18 February 2020 | Infrastructure
Acting CEO, Kavin Harry, “Namport endeavours to provide a world-class port experience to all users.”
The Namibian Ports Authority (Namport), Grand Port Maritime de Dunkerque (GPMD) and Agence Française de Développement (AFD) signed a tripartite memorandum of understanding (MoU) for the implementation of a technical cooperation initiative.
The first MoU between Namport and GPMD was signed in February 2019.
The project grant, funded by AFD to the tune of N$10.6 million (€650 000) supports a win-win partnership between the GPMD and the Port of Walvis Bay. The agreement seeks to improve the performances of the Port of Walvis Bay in a regional and international perspective. It also aims to provide a stronger positioning of the GPMD on the maritime flows involving Southern Africa and Europe through peer-to-peer exchanges and consulting services.
GPMD will also avail its expertise for the implementation of a “green port strategy” at Walvis Bay.
Acting Namport CEO Kavin Harry said that the tripartite agreement could not have come at a better time and will definitely further the ports' drive towards certain goals.
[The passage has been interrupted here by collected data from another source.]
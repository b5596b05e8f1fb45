use leptos::prelude::*;

/// Title row of a list screen with the record count and an add button.
#[component]
pub fn PageHeader(
    title: &'static str,
    /// Noun after the count, e.g. "parteneri"
    noun: &'static str,
    #[prop(into)] count: Signal<usize>,
    #[prop(optional)] add_label: Option<&'static str>,
    #[prop(optional)] on_add: Option<Callback<()>>,
) -> impl IntoView {
    view! {
        <div class="page-header">
            <div>
                <h2>{title}</h2>
                <p class="page-description">{move || format!("{} {}", count.get(), noun)}</p>
            </div>
            {move || match (add_label, on_add) {
                (Some(label), Some(cb)) => view! {
                    <button class="btn btn-primary" on:click=move |_| cb.run(())>{label}</button>
                }.into_any(),
                _ => ().into_any(),
            }}
        </div>
    }
}

/// Table frame shared by every list screen. Rows come from `children`,
/// usually a closure over the loaded list.
#[component]
pub fn RecordTable(
    headers: &'static [&'static str],
    #[prop(into)] loading: Signal<bool>,
    #[prop(into)] empty: Signal<bool>,
    /// Last load failure, shown in place of the empty text.
    #[prop(into)]
    error: Signal<Option<String>>,
    empty_text: &'static str,
    children: Children,
) -> impl IntoView {
    let columns = headers.len().to_string();
    let columns_loading = columns.clone();
    let columns_error = columns.clone();
    view! {
        <div class="table-card">
            <table class="record-table">
                <thead>
                    <tr>
                        {headers.iter().map(|h| view! { <th>{*h}</th> }).collect_view()}
                    </tr>
                </thead>
                <tbody>
                    {children()}
                    <Show when=move || loading.get() && empty.get()>
                        <tr class="table-placeholder">
                            <td colspan=columns_loading.clone()>"Se încarcă..."</td>
                        </tr>
                    </Show>
                    <Show when=move || !loading.get() && empty.get() && error.with(Option::is_none)>
                        <tr class="table-placeholder">
                            <td colspan=columns.clone()>{empty_text}</td>
                        </tr>
                    </Show>
                    <Show when=move || !loading.get() && empty.get() && error.with(Option::is_some)>
                        <tr class="table-placeholder">
                            <td colspan=columns_error.clone() class="error-text">
                                {move || format!("Eroare la încărcare: {}", error.get().unwrap_or_default())}
                            </td>
                        </tr>
                    </Show>
                </tbody>
            </table>
        </div>
    }
}

/// Edit and delete buttons at the end of a row.
#[component]
pub fn RowActions(on_edit: Callback<()>, on_delete: Callback<()>) -> impl IntoView {
    view! {
        <td class="row-actions">
            <button class="btn-icon" title="Editează" on:click=move |_| on_edit.run(())>"\u{270E}"</button>
            <button class="btn-icon btn-danger" title="Șterge" on:click=move |_| on_delete.run(())>"\u{1F5D1}"</button>
        </td>
    }
}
“Our mission is clear. Namport endeavours to provide a world-class port experience to all users and to meaningfully contribute towards Namibia's transformational agenda, namely to become a logistics hub for the Southern African Developmental Community (SADC).”
GPMD's chairman of the management board Stéphane Raison said that the maritime sector was a strong contributor to the economy of his country.
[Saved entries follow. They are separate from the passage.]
use leptos::prelude::*;
use serde_json::json;

use crate::components::entity_dialog::{DialogMode, EntityDialog};
use crate::components::record_table::{PageHeader, RecordTable, RowActions};
use crate::components::status_badge::{invoice_status_tone, label_for, StatusBadge};
use crate::derive::format_date;
use crate::form::{FieldKind, FieldSpec, FormSpec};
use crate::models::{Collection, Invoice};
use crate::resource::ListResource;

pub const INVOICE_STATUSES: &[(&str, &str)] = &[
    ("draft", "Draft"),
    ("emisa", "Emisă"),
    ("platita_partial", "Plătită Parțial"),
    ("platita_integral", "Plătită Integral"),
    ("scadenta_depasita", "Scadență Depășită"),
    ("anulata", "Anulată"),
];

pub fn invoice_form() -> FormSpec {
    FormSpec::new(Collection::Invoices, "Factură Nouă", "Editare Factură")
        .field(
            FieldSpec::new("serie_numar", "Serie & Număr", FieldKind::Text)
                .required()
                .placeholder("EDU-0001"),
        )
        .field(FieldSpec::new("client_nume", "Client (B2B/B2C)", FieldKind::Text).required())
        .field(FieldSpec::new("data_emitere", "Data Emitere", FieldKind::Date { optional: false }).required())
        .field(FieldSpec::new("data_scadenta", "Data Scadență", FieldKind::Date { optional: false }).required())
        .field(FieldSpec::new("total_plata", "Total (RON)", FieldKind::Decimal))
        .field(
            FieldSpec::new("status", "Status Factură", FieldKind::Choice(INVOICE_STATUSES))
                .default_value("draft"),
        )
        .fixed("moneda", json!("RON"))
}

/// Sum of invoices that are issued and not cancelled.
pub fn outstanding_total(invoices: &[Invoice]) -> f64 {
    invoices
        .iter()
        .filter(|f| matches!(f.status.as_str(), "emisa" | "platita_partial" | "scadenta_depasita"))
        .map(|f| f.total_plata)
        .sum()
}

#[component]
pub fn InvoicesPage() -> impl IntoView {
    let invoices = ListResource::<Invoice>::load(Collection::Invoices);
    let dialog = RwSignal::new(None::<DialogMode>);
    let close = Callback::new(move |_| dialog.set(None));
    let saved = Callback::new(move |_| invoices.reload());

    let rows = move || {
        invoices
            .items
            .get()
            .into_iter()
            .map(|f| {
                let id = f.id;
                let overdue = f.status == "scadenta_depasita";
                let prompt = format!("Ștergi factura {}?", f.serie_numar);
                let edit = DialogMode::edit(id, &f);
                view! {
                    <tr>
                        <td class="cell-strong">{f.serie_numar}</td>
                        <td>{f.client_nume}</td>
                        <td>{format_date(&f.data_emitere)}</td>
                        <td class:cell-danger=overdue>{format_date(&f.data_scadenta)}</td>
                        <td class="cell-strong">{format!("{} {}", f.total_plata, f.moneda)}</td>
                        <td>
                            <StatusBadge label=label_for(INVOICE_STATUSES, &f.status) tone=invoice_status_tone(&f.status) />
                        </td>
                        <RowActions
                            on_edit=Callback::new(move |_| dialog.set(Some(edit.clone())))
                            on_delete=Callback::new(move |_| invoices.remove(id, &prompt))
                        />
                    </tr>
                }
            })
            .collect_view()
    };

    view! {
        <div class="page">
            <PageHeader
                title="Financiar"
                noun="facturi emise"
                count=Signal::derive(move || invoices.count())
                add_label="+ Factură Nouă"
                on_add=Callback::new(move |_| dialog.set(Some(DialogMode::Create)))
            />
            <p class="summary-line">
                "De încasat: "
                <strong>{move || format!("{:.2} RON", invoices.items.with(|l| outstanding_total(l)))}</strong>
            </p>
            <RecordTable
                headers=&["Serie", "Client", "Emisă", "Scadență", "Total", "Status", ""]
                loading=invoices.loading
                error=invoices.error
                empty=Signal::derive(move || invoices.is_empty())
                empty_text="Nu există facturi."
            >
                {rows}
            </RecordTable>
            {move || dialog.get().map(|mode| view! {
                <EntityDialog spec=invoice_form() mode=mode on_close=close on_saved=saved />
            })}
        </div>
    }
}

#[cfg(test)]
mod tests {
    use super::*;

    fn invoice(status: &str, total: f64) -> Invoice {
        Invoice {
            id: 1,
            serie_numar: "EDU-1".to_string(),
            client_nume: "Școala 3".to_string(),
            data_emitere: "2026-01-01".to_string(),
            data_scadenta: "2026-01-15".to_string(),
            total_plata: total,
            moneda: "RON".to_string(),
            status: status.to_string(),
            created_at: None,
        }
    }

    #[test]
    fn test_outstanding_total() {
        let list = vec![
            invoice("emisa", 100.0),
            invoice("platita_integral", 500.0),
            invoice("scadenta_depasita", 50.5),
            invoice("anulata", 20.0),
        ];
        assert_eq!(outstanding_total(&list), 150.5);
    }

    #[test]
    fn test_unparsable_total_is_zero() {
        let form = invoice_form();
        let mut values = form.initial_values(None);
        values.insert("serie_numar".to_string(), "EDU-7".to_string());
        values.insert("client_nume".to_string(), "Popescu".to_string());
        values.insert("data_emitere".to_string(), "2026-01-02".to_string());
        values.insert("data_scadenta".to_string(), "2026-01-16".to_string());
        values.insert("total_plata".to_string(), "abc".to_string());
        let payload = form.build_payload(&values, None).unwrap();
        assert_eq!(payload["total_plata"], 0.0);
        assert_eq!(payload["moneda"], "RON");
    }
}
“Due to this we pay special attention to the development of our relationships with strategic foreign partners. This has been a topic of common interest between the French and Namibian governments, and I am very pleased to see that the collaboration between our two ports is entering a concrete phase of implementation”.
Valérie Létard, the vice-president of the French senate and a senator of the Hauts-de-France region, expressed the hope that the project would be the first step of a long-term collaboration between France and Namibia.
“I am convinced of the usefulness of this agreement for all partners and trust that the experience of the Port of Dunkirk – which is the third biggest in France – will contribute to the Namibian strategy to be a logistical hub in Southern Africa.”
French ambassador to Namibia Claire Bodonyi said it was easy to sign MoU's without anything coming from it.
“But with this agreement we are fully operational. All partners should make use of this opportunity to its fullest.”
The AFD will also be in discussions with Namport to support the potential investment needs of the port authority, through soft loan financings.
After the opening of its office in Windhoek last year, AFD indicated its willingness to support the implementation of Namibia's National Development Plan (NDP) and the transport sector in particular.
AFD is a public financial institution and the main actor in France's development policy. It provide commitments to projects that genuinely improve the everyday lives of people in developing and emerging countries and in French overseas territories. AFD is active in many sectors including energy, health, biodiversity, water, digital technologies and training. Through its network of 85 agencies, AFD operates in 109 countries and currently supports over 3 500 development projects.